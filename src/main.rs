//! Rocket Lander entry point
//!
//! Handles platform-specific initialization and runs the game loop.

#[cfg(target_arch = "wasm32")]
use wasm_bindgen::prelude::*;

#[cfg(target_arch = "wasm32")]
mod wasm_game {
    use std::cell::RefCell;
    use std::rc::Rc;
    use thiserror::Error;
    use wasm_bindgen::prelude::*;
    use web_sys::HtmlCanvasElement;

    use rocket_lander::platform::{Clock, Key, KeyboardState, PerformanceClock};
    use rocket_lander::renderer::RenderState;
    use rocket_lander::{Session, SessionError, Settings};

    #[derive(Debug, Error)]
    enum StartupError {
        #[error("Missing browser feature: {0}")]
        Dom(&'static str),
        #[error("Failed to create surface: {0}")]
        Surface(#[from] wgpu::CreateSurfaceError),
        #[error("No suitable GPU adapter: {0}")]
        Adapter(#[from] wgpu::RequestAdapterError),
        #[error("Failed to create device: {0}")]
        Device(#[from] wgpu::RequestDeviceError),
        #[error(transparent)]
        Session(#[from] SessionError),
    }

    /// Game instance holding all state
    struct Game {
        session: Session,
        render_state: RenderState,
        keyboard: KeyboardState,
        clock: PerformanceClock,
        settings: Settings,
        document: web_sys::Document,
    }

    impl Game {
        /// One frame: input, fixed-step update, render
        fn frame(&mut self) {
            self.session.process_input(&mut self.keyboard);
            self.session.update(self.clock.now_seconds());
            self.session.render(&mut self.render_state);
        }

        fn toggle_autopilot(&mut self) {
            self.settings.autopilot = !self.settings.autopilot;
            self.session.set_autopilot(self.settings.autopilot);
            self.settings.save();
        }

        /// Update HUD elements in DOM
        fn update_hud(&self) {
            if let Some(el) = self.document.get_element_by_id("hud-fps") {
                let _ = el.set_attribute("class", if self.settings.show_fps { "" } else { "hidden" });
            }
            if let Some(el) = self.document.query_selector("#hud-fps .hud-value").ok().flatten() {
                el.set_text_content(Some(&self.session.fps().to_string()));
            }
            if let Some(el) = self.document.get_element_by_id("hud-autopilot") {
                let _ = el.set_attribute("class", if self.session.autopilot() { "" } else { "hidden" });
            }
        }

        fn shutdown(&mut self) {
            self.session.shutdown(&mut self.render_state);
        }
    }

    pub async fn run() {
        console_error_panic_hook::set_once();
        if console_log::init_with_level(log::Level::Info).is_err() {
            web_sys::console::warn_1(&"Logger already initialized".into());
        }

        log::info!("Rocket Lander starting...");

        if let Err(e) = start().await {
            log::error!("Startup failed: {}", e);
            show_fatal(&e.to_string());
        }
    }

    /// Put the error where the loading indicator was
    fn show_fatal(message: &str) {
        let loading = web_sys::window()
            .and_then(|w| w.document())
            .and_then(|d| d.get_element_by_id("loading"));
        if let Some(loading) = loading {
            loading.set_text_content(Some(message));
            let _ = loading.set_attribute("class", "");
        }
    }

    async fn start() -> Result<(), StartupError> {
        let window = web_sys::window().ok_or(StartupError::Dom("window"))?;
        let document = window.document().ok_or(StartupError::Dom("document"))?;

        let canvas: HtmlCanvasElement = document
            .get_element_by_id("canvas")
            .ok_or(StartupError::Dom("#canvas"))?
            .dyn_into()
            .map_err(|_| StartupError::Dom("#canvas is not a canvas"))?;

        // Set canvas size
        let dpr = window.device_pixel_ratio();
        let width = (canvas.client_width() as f64 * dpr) as u32;
        let height = (canvas.client_height() as f64 * dpr) as u32;
        canvas.set_width(width);
        canvas.set_height(height);

        let instance = wgpu::Instance::new(&wgpu::InstanceDescriptor {
            backends: wgpu::Backends::BROWSER_WEBGPU,
            ..Default::default()
        });

        let surface = instance.create_surface(wgpu::SurfaceTarget::Canvas(canvas.clone()))?;

        let adapter = instance
            .request_adapter(&wgpu::RequestAdapterOptions {
                power_preference: wgpu::PowerPreference::HighPerformance,
                compatible_surface: Some(&surface),
                force_fallback_adapter: false,
            })
            .await?;

        log::info!("Using adapter: {:?}", adapter.get_info().name);

        let mut render_state = RenderState::new(surface, &adapter, width, height).await?;
        let settings = Settings::load();
        render_state.set_high_contrast(settings.high_contrast);

        let clock = PerformanceClock::new().ok_or(StartupError::Dom("performance"))?;
        let mut session = Session::builtin(&mut render_state, clock.now_seconds())?;
        session.set_autopilot(settings.autopilot);

        // Hide loading indicator
        if let Some(loading) = document.get_element_by_id("loading") {
            let _ = loading.set_attribute("class", "hidden");
        }

        let game = Rc::new(RefCell::new(Game {
            session,
            render_state,
            keyboard: KeyboardState::default(),
            clock,
            settings,
            document,
        }));

        setup_input_handlers(&window, game.clone());
        setup_lifecycle_handlers(&window, game.clone());

        request_animation_frame(game);

        log::info!("Rocket Lander running!");
        Ok(())
    }

    fn setup_input_handlers(window: &web_sys::Window, game: Rc<RefCell<Game>>) {
        {
            let game = game.clone();
            let closure = Closure::<dyn FnMut(_)>::new(move |event: web_sys::KeyboardEvent| {
                let mut g = game.borrow_mut();
                let name = event.key();
                if let Some(key) = Key::from_name(&name) {
                    event.prevent_default();
                    g.keyboard.set_key(key, true);
                } else if (name == "i" || name == "I") && !event.repeat() {
                    g.toggle_autopilot();
                }
            });
            let _ = window
                .add_event_listener_with_callback("keydown", closure.as_ref().unchecked_ref());
            closure.forget();
        }

        {
            let closure = Closure::<dyn FnMut(_)>::new(move |event: web_sys::KeyboardEvent| {
                if let Some(key) = Key::from_name(&event.key()) {
                    game.borrow_mut().keyboard.set_key(key, false);
                }
            });
            let _ = window
                .add_event_listener_with_callback("keyup", closure.as_ref().unchecked_ref());
            closure.forget();
        }
    }

    fn setup_lifecycle_handlers(window: &web_sys::Window, game: Rc<RefCell<Game>>) {
        // Keyups are lost while unfocused
        {
            let game = game.clone();
            let closure = Closure::<dyn FnMut(_)>::new(move |_event: web_sys::FocusEvent| {
                game.borrow_mut().keyboard.release_all();
            });
            let _ = window.add_event_listener_with_callback("blur", closure.as_ref().unchecked_ref());
            closure.forget();
        }

        {
            let closure = Closure::<dyn FnMut(_)>::new(move |event: web_sys::PageTransitionEvent| {
                let persisted = event.persisted();
                if persisted {
                    log::info!("Page cached, pausing");
                } else {
                    log::info!("Page unloading, quitting");
                }
                game.borrow_mut().keyboard.page_hidden(persisted);
            });
            let _ = window
                .add_event_listener_with_callback("pagehide", closure.as_ref().unchecked_ref());
            closure.forget();
        }
    }

    fn request_animation_frame(game: Rc<RefCell<Game>>) {
        let Some(window) = web_sys::window() else {
            return;
        };
        let closure = Closure::once(move |_time: f64| {
            game_loop(game);
        });
        let _ = window.request_animation_frame(closure.as_ref().unchecked_ref());
        closure.forget();
    }

    fn game_loop(game: Rc<RefCell<Game>>) {
        let running = {
            let mut g = game.borrow_mut();
            g.frame();
            g.update_hud();
            g.session.is_running()
        };

        if running {
            request_animation_frame(game);
        } else {
            game.borrow_mut().shutdown();
        }
    }
}

#[cfg(target_arch = "wasm32")]
#[wasm_bindgen(start)]
pub async fn wasm_main() {
    wasm_game::run().await;
}

#[cfg(not(target_arch = "wasm32"))]
mod native_demo {
    use std::thread;
    use std::time::Duration;

    use rocket_lander::platform::{Clock, InstantClock, KeyboardState};
    use rocket_lander::renderer::HeadlessPresenter;
    use rocket_lander::sim::GamePhase;
    use rocket_lander::{Session, SessionError, Settings};

    /// Sleep between frames (~60 Hz)
    const FRAME_PACING: Duration = Duration::from_millis(16);
    /// Keep running this long after the outcome before quitting
    const OUTCOME_HOLD_SECONDS: f64 = 1.0;

    /// Fly the built-in level on autopilot without a window
    pub fn run() -> Result<GamePhase, SessionError> {
        let clock = InstantClock::default();
        let settings = Settings::load();
        let mut presenter = HeadlessPresenter::new();
        let mut input = KeyboardState::default();

        let mut session = Session::builtin(&mut presenter, clock.now_seconds())?;
        session.set_autopilot(true);

        let mut ended_at = None;
        while session.is_running() {
            session.process_input(&mut input);
            session.update(clock.now_seconds());
            session.render(&mut presenter);

            if settings.show_fps && presenter.frames_presented() % 60 == 0 {
                let p = session.state().rocket_position();
                log::info!("fps {} rocket ({:.2}, {:.2})", session.fps(), p.x, p.y);
            }

            if session.phase().is_terminal() {
                let now = clock.now_seconds();
                let ended = *ended_at.get_or_insert_with(|| {
                    for text in presenter.texts() {
                        println!("{}", text);
                    }
                    now
                });
                if now - ended >= OUTCOME_HOLD_SECONDS {
                    input.request_quit();
                }
            }

            thread::sleep(FRAME_PACING);
        }

        let phase = session.phase();
        session.shutdown(&mut presenter);
        Ok(phase)
    }
}

#[cfg(not(target_arch = "wasm32"))]
fn main() -> std::process::ExitCode {
    env_logger::init();
    log::info!("Rocket Lander (native) starting...");
    log::info!("Native mode flies the autopilot headless - run with `trunk serve` for the web version");

    match native_demo::run() {
        Ok(phase) => {
            log::info!("Finished: {:?}", phase);
            std::process::ExitCode::SUCCESS
        }
        Err(e) => {
            log::error!("{}", e);
            std::process::ExitCode::FAILURE
        }
    }
}

#[cfg(target_arch = "wasm32")]
fn main() {}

* Work instructions:
In the lines above, find each one with "move" and list it.

* Answer for the task:
            let closure = Closure::<dyn FnMut(_)>::new(move |event: web_sys::KeyboardEvent| {
            let closure = Closure::<dyn FnMut(_)>::new(move |event: web_sys::KeyboardEvent| {
            let closure = Closure::<dyn FnMut(_)>::new(move |_event: web_sys::FocusEvent| {
            let closure = Closure::<dyn FnMut(_)>::new(move |event: web_sys::PageTransitionEvent| {
        let closure = Closure::once(move |_time: f64| {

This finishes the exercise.